Harrison’s diagnosis with ALL came just a few days after his 10th birthday. He had always been a very energetic child, constantly outside playing sports. But for about 2 months before the diagnosis, he hadn’t been feeling his usual self. Over that time, he gradually felt worse. Harrison became more and more lethargic, started having night sweats, and became very pale.
Thinking he had a virus, we took him to the pediatrician. The pediatrician sent us straight to the emergency room (ER) at Wake Med, telling us Harrison either had a virus or leukemia, and further tests were needed immediately to distinguish between the two.
A blood test in the ER confirmed that Harrison had leukemia, and he was transferred right away to North Carolina Children’s Hospital. Just 2 days later, he started the intensive induction chemotherapy that is standard treatment for pediatric ALL.
The goal of induction chemotherapy is to achieve complete remission, and so the drugs that they use are very strong. It was a really difficult time for the whole family, and the chemotherapy took its toll on Harrison’s body. About 2 weeks into the treatment, he had a stroke and multiple seizures. He was in the pediatric intensive care unit for 10 days, and we didn’t know if he would live.
After 4 weeks of chemotherapy, we found out there were almost as many leukemia cells in Harrison’s bone marrow as there had been when he was diagnosed. He was in the small percentage of patients who do not go into remission after induction chemotherapy. We were devastated.
Harrison’s doctors began looking for answers as to why he was not in remission. One thing they did was look at the genome of the leukemia cells. They found the cells contained a recently reported chromosomal translocation found in cases of pediatric ALL that did not respond to induction chemotherapy.
Harrison’s doctors contacted the researchers who had first reported the chromosomal translocation, and together they decided to add imatinib to the chemotherapy regimen because imatinib targets the effects of the chromosomal translocation.
About a week after starting imatinib, Harrison was in remission. The day we found out – January 24, 2012 – was amazing. We were very tense waiting for the test results, but the doctor came in and said, “We have a touchdown.” All the nurses, oncologists, and patients in the clinic erupted in cheers and clapping.

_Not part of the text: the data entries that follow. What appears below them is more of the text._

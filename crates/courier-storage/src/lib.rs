// SPDX-FileCopyrightText: 2026 Courier Contributors
// SPDX-License-Identifier: MIT OR Apache-2.0

//! SQLite persistence layer for the Courier delivery engine.
//!
//! WAL-mode SQLite with embedded migrations. Each [`Database`] handle owns one
//! `tokio-rusqlite` background thread; several handles (one per worker
//! process) may share a file, so every read-modify-write runs inside a
//! `BEGIN IMMEDIATE` transaction.

pub mod database;
pub mod migrations;
pub mod models;
pub mod queries;

pub use database::Database;
pub use models::*;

Harrison continued through the standard chemotherapy protocol for pediatric ALL, which ended in April 2015. Throughout that time and until the relapse in his central nervous system was discovered at the end of June [2016] he took imatinib once a day.

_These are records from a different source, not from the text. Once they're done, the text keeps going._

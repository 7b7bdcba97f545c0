// SPDX-FileCopyrightText: 2026 Courier Contributors
// SPDX-License-Identifier: MIT OR Apache-2.0

//! Integration tests for the Courier configuration system.

use courier_config::diagnostic::ConfigError;
use courier_config::{
    AdapterKind, load_and_validate_str, load_config_from_path, load_config_from_str,
};
use courier_core::{Channel, Priority};

#[test]
fn full_config_deserializes() {
    let toml = r#"
[engine]
name = "courier-dakar"
log_level = "debug"

[storage]
database_path = "/tmp/courier.db"
wal_mode = false

[worker]
workers = 2
batch_size = 10
lease_seconds = 60
attempt_timeout_ms = 2000
catalog_ttl_seconds = 20
max_jitter_ms = 0

[routing]
default_channels = ["sms", "email"]
urgent_priority = "high"

[callback]
secret = "0123456789abcdef0123"
max_skew_seconds = 120

[prometheus]
enabled = true

[[providers]]
id = "orange-sms"
kind = "webhook"
url = "https://sms.example.com/send"

[[providers]]
id = "dry-run"
kind = "log"
"#;

    let config = load_and_validate_str(toml).expect("valid config");
    assert_eq!(config.engine.name, "courier-dakar");
    assert_eq!(config.storage.database_path, "/tmp/courier.db");
    assert!(!config.storage.wal_mode);
    assert_eq!(config.worker.workers, 2);
    assert_eq!(config.worker.max_jitter_ms, 0);
    assert_eq!(
        config.routing.default_channels,
        vec![Channel::Sms, Channel::Email]
    );
    assert_eq!(config.routing.urgent_priority, Priority::High);
    assert_eq!(config.callback.max_skew_seconds, 120);
    assert!(config.prometheus.enabled);
    assert_eq!(config.providers.len(), 2);
    assert_eq!(config.providers[0].kind, AdapterKind::Webhook);
    assert_eq!(config.providers[1].kind, AdapterKind::Log);
}

#[test]
fn empty_config_uses_defaults() {
    let config = load_and_validate_str("").expect("defaults validate");
    assert_eq!(config.engine.name, "courier");
    assert_eq!(config.worker.catalog_ttl_seconds, 30);
    assert!(config.providers.is_empty());
    assert!(config.callback.secret.is_none());
}

#[test]
fn misspelled_worker_key_suggests_correction() {
    let toml = r#"
[worker]
bach_size = 4
"#;
    let errors = load_and_validate_str(toml).unwrap_err();
    match &errors[0] {
        ConfigError::UnknownKey {
            key,
            suggestion,
            span,
            ..
        } => {
            assert_eq!(key, "bach_size");
            assert_eq!(suggestion.as_deref(), Some("batch_size"));
            assert!(span.is_some());
        }
        other => panic!("expected UnknownKey, got {other:?}"),
    }
}

#[test]
fn unknown_section_is_rejected() {
    let errors = load_and_validate_str("[telemetry]\nenabled = true\n").unwrap_err();
    assert!(matches!(&errors[0], ConfigError::UnknownKey { key, .. } if key == "telemetry"));
}

#[test]
fn unknown_channel_name_is_invalid_value() {
    let errors =
        load_and_validate_str("[routing]\ndefault_channels = [\"fax\"]\n").unwrap_err();
    assert!(
        matches!(&errors[0], ConfigError::InvalidValue { detail, .. } if detail.contains("fax")),
        "{errors:?}"
    );
}

#[test]
fn wrong_type_is_reported() {
    let errors = load_and_validate_str("[worker]\nworkers = \"many\"\n").unwrap_err();
    assert!(
        matches!(&errors[0], ConfigError::InvalidType { .. }),
        "{errors:?}"
    );
}

#[test]
fn semantic_errors_are_collected() {
    let toml = r#"
[worker]
catalog_ttl_seconds = 120
max_jitter_ms = 9000
"#;
    let errors = load_and_validate_str(toml).unwrap_err();
    assert_eq!(errors.len(), 2);
    assert!(
        errors
            .iter()
            .all(|e| matches!(e, ConfigError::Validation { .. }))
    );
}

#[test]
fn adapter_without_kind_is_rejected() {
    let toml = r#"
[[providers]]
id = "x"
"#;
    let err = load_config_from_str(toml).unwrap_err();
    assert!(err.to_string().contains("kind"));
}

#[test]
fn env_overrides_file_values() {
    figment::Jail::expect_with(|jail| {
        jail.create_file(
            "courier.toml",
            r#"
[worker]
lease_seconds = 90
"#,
        )?;
        jail.set_env("COURIER_WORKER_LEASE_SECONDS", "45");
        jail.set_env("COURIER_STORAGE_DATABASE_PATH", "/var/lib/courier/c.db");

        let config = load_config_from_path(std::path::Path::new("courier.toml"))?;
        assert_eq!(config.worker.lease_seconds, 45);
        assert_eq!(config.storage.database_path, "/var/lib/courier/c.db");
        Ok(())
    });
}

#[test]
fn uppercase_env_keys_reach_every_section() {
    figment::Jail::expect_with(|jail| {
        jail.create_file("courier.toml", "")?;
        jail.set_env("COURIER_CALLBACK_MAX_SKEW_SECONDS", "30");
        jail.set_env("COURIER_PROMETHEUS_ENABLED", "false");
        jail.set_env("COURIER_ENGINE_LOG_LEVEL", "trace");

        let config = load_config_from_path(std::path::Path::new("courier.toml"))?;
        assert_eq!(config.callback.max_skew_seconds, 30);
        assert!(!config.prometheus.enabled);
        assert_eq!(config.engine.log_level, "trace");
        Ok(())
    });
}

The doctors think the relapse occurred because imatinib does not penetrate into the central nervous system very well. So they switched him to dasatinib (Sprycel), a second-generation tyrosine-kinase inhibitor that penetrates the central nervous system better than imatinib. This drug knocked down the number of leukemia cells but did not eliminate all of them. As a result, Harrison has just finished a course of high-dose chemotherapy and another drug that targets the effects of the chromosomal translocation, nilotinib (Tasigna).
We are hoping that this plan will put Harrison into complete remission again and allow him to move on to the consolidation phase of treatment for his type of leukemia.

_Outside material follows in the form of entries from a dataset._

// SPDX-FileCopyrightText: 2026 Courier Contributors
// SPDX-License-Identifier: MIT OR Apache-2.0

//! The delivery worker: claim, attempt chain, retry or terminal state.
//!
//! A worker claims a batch of ready requests under a time-bounded lease and
//! processes them concurrently. Within one request the provider chain runs
//! strictly in order and stops at the first success. Every attempt is
//! persisted (attempt record, audit entries, daily aggregate, request state)
//! in one transaction guarded by the lease.
//!
//! The lease is renewed before each provider call. A request whose lease has
//! lapsed while it sat in the batch is dropped untouched, since another
//! worker may already own it.

use std::sync::Arc;
use std::time::Instant;

use chrono::{DateTime, Duration, Timelike, Utc};
use courier_config::WorkerConfig;
use courier_core::{
    AttemptOutcome, AttemptRecord, Channel, CourierError, DeliveryRequest, DeliveryStatus,
    DispatchRequest, Provider, ProviderError, ProviderReceipt, ZonePolicy,
};
use courier_cost::{compute_cost, round6};
use courier_router::{
    RoutingDecision, RoutingQuery, SubjectProfile, filter_voice, filter_zone_channels,
    subject_timezone,
};
use courier_storage::queries::requests;
use courier_storage::{BudgetSpend, NewAuditEntry, StoredRequest, TransitionGuard};
use futures::StreamExt;
use serde_json::json;
use tokio_util::sync::CancellationToken;
use tracing::{debug, error, info, warn};

use crate::backoff::backoff_delay;
use crate::catalog::CatalogSnapshot;
use crate::context::{EngineContext, Step};

/// Worker timing and batching knobs.
#[derive(Debug, Clone)]
pub struct WorkerSettings {
    pub batch_size: usize,
    pub batch_concurrency: usize,
    pub poll_interval: std::time::Duration,
    pub lease: Duration,
    pub attempt_timeout: std::time::Duration,
    pub catalog_error_backoff: Duration,
    pub max_jitter_ms: u64,
    /// Callback wait for asynchronous non-voice providers. Voice uses the
    /// resolved rule's `fallback_delay_seconds`.
    pub default_callback_wait: Duration,
}

impl WorkerSettings {
    pub fn from_config(config: &WorkerConfig) -> Self {
        Self {
            batch_size: config.batch_size,
            batch_concurrency: config.batch_concurrency,
            poll_interval: std::time::Duration::from_millis(config.poll_interval_ms),
            lease: Duration::seconds(config.lease_seconds as i64),
            attempt_timeout: std::time::Duration::from_millis(config.attempt_timeout_ms),
            catalog_error_backoff: Duration::seconds(config.catalog_error_backoff_seconds as i64),
            max_jitter_ms: config.max_jitter_ms,
            default_callback_wait: Duration::seconds(config.default_callback_wait_seconds as i64),
        }
    }
}

impl Default for WorkerSettings {
    fn default() -> Self {
        Self::from_config(&WorkerConfig::default())
    }
}

/// One polling worker. Cheap to create; all state lives in the engine.
pub struct DeliveryWorker {
    ctx: Arc<EngineContext>,
    worker_id: String,
}
// SPDX-FileCopyrightText: 2026 Courier Contributors
// SPDX-License-Identifier: MIT OR Apache-2.0

//! Capability traits implemented at the engine's seams.

pub mod clock;
pub mod provider;

pub use clock::{Clock, SystemClock};
pub use provider::{DeliveryProvider, DispatchRequest, ProviderReceipt};
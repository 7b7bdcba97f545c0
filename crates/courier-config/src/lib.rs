// SPDX-FileCopyrightText: 2026 Courier Contributors
// SPDX-License-Identifier: MIT OR Apache-2.0

//! Configuration for the Courier delivery engine.
//!
//! TOML parsing with strict key checking, a system/user/local file hierarchy,
//! `COURIER_` environment overrides, and miette diagnostics with typo
//! suggestions.
//!
//! ```no_run
//! use courier_config::load_and_validate;
//!
//! let config = load_and_validate().expect("config errors");
//! println!("workers: {}", config.worker.workers);
//! ```

pub mod diagnostic;
pub mod loader;
pub mod model;
pub mod validation;

use std::path::Path;

pub use diagnostic::{ConfigError, render_errors};
pub use loader::{load_config, load_config_from_path, load_config_from_str};
pub use model::{
    AdapterKind, CallbackConfig, CourierConfig, EngineConfig, PrometheusConfig,
    ProviderAdapterConfig, RoutingConfig, StorageConfig, WorkerConfig,
};

/// Load the standard hierarchy and validate it.
///
/// Figment failures are converted into diagnostics carrying source spans and
/// suggestions; semantic failures are all collected rather than stopping at
/// the first.
pub fn load_and_validate() -> Result<CourierConfig, Vec<ConfigError>> {
    match loader::load_config() {
        Ok(config) => {
            validation::validate_config(&config)?;
            Ok(config)
        }
        Err(err) => Err(diagnostic::figment_to_config_errors(
            err,
            &collect_toml_sources(),
        )),
    }
}

/// Load an explicit config file (plus env overrides) and validate it.
pub fn load_and_validate_path(path: &Path) -> Result<CourierConfig, Vec<ConfigError>> {
    match loader::load_config_from_path(path) {
        Ok(config) => {
            validation::validate_config(&config)?;
            Ok(config)
        }
        Err(err) => {
            let sources = std::fs::read_to_string(path)
                .map(|content| vec![(path.display().to_string(), content)])
                .unwrap_or_default();
            Err(diagnostic::figment_to_config_errors(err, &sources))
        }
    }
}

/// Load a TOML string and validate it.
pub fn load_and_validate_str(toml_content: &str) -> Result<CourierConfig, Vec<ConfigError>> {
    match loader::load_config_from_str(toml_content) {
        Ok(config) => {
            validation::validate_config(&config)?;
            Ok(config)
        }
        Err(err) => {
            let sources = vec![("<inline>".to_string(), toml_content.to_string())];
            Err(diagnostic::figment_to_config_errors(err, &sources))
        }
    }
}

fn collect_toml_sources() -> Vec<(String, String)> {
    let mut sources = Vec::new();

    if let Ok(content) = std::fs::read_to_string(loader::LOCAL_CONFIG) {
        let path = std::env::current_dir()
            .map(|d| d.join(loader::LOCAL_CONFIG).display().to_string())
            .unwrap_or_else(|_| loader::LOCAL_CONFIG.to_string());
        sources.push((path, content));
    }

    let user = loader::user_config_path();
    if let Ok(content) = std::fs::read_to_string(&user) {
        sources.push((user.display().to_string(), content));
    }

    if let Ok(content) = std::fs::read_to_string(loader::SYSTEM_CONFIG) {
        sources.push((loader::SYSTEM_CONFIG.to_string(), content));
    }

    sources
}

We are telling Harrison’s story because we are truly grateful for the research that led to imatinib and other drugs like it that have kept our son alive and have the potential to put him back into complete remission. His doctors told us if he had been diagnosed just 6 months earlier, he would not have survived because the research knowledge that led them to their treatment decisions would not have been there. With greater public and private support for research, we believe that more children will survive their cancers.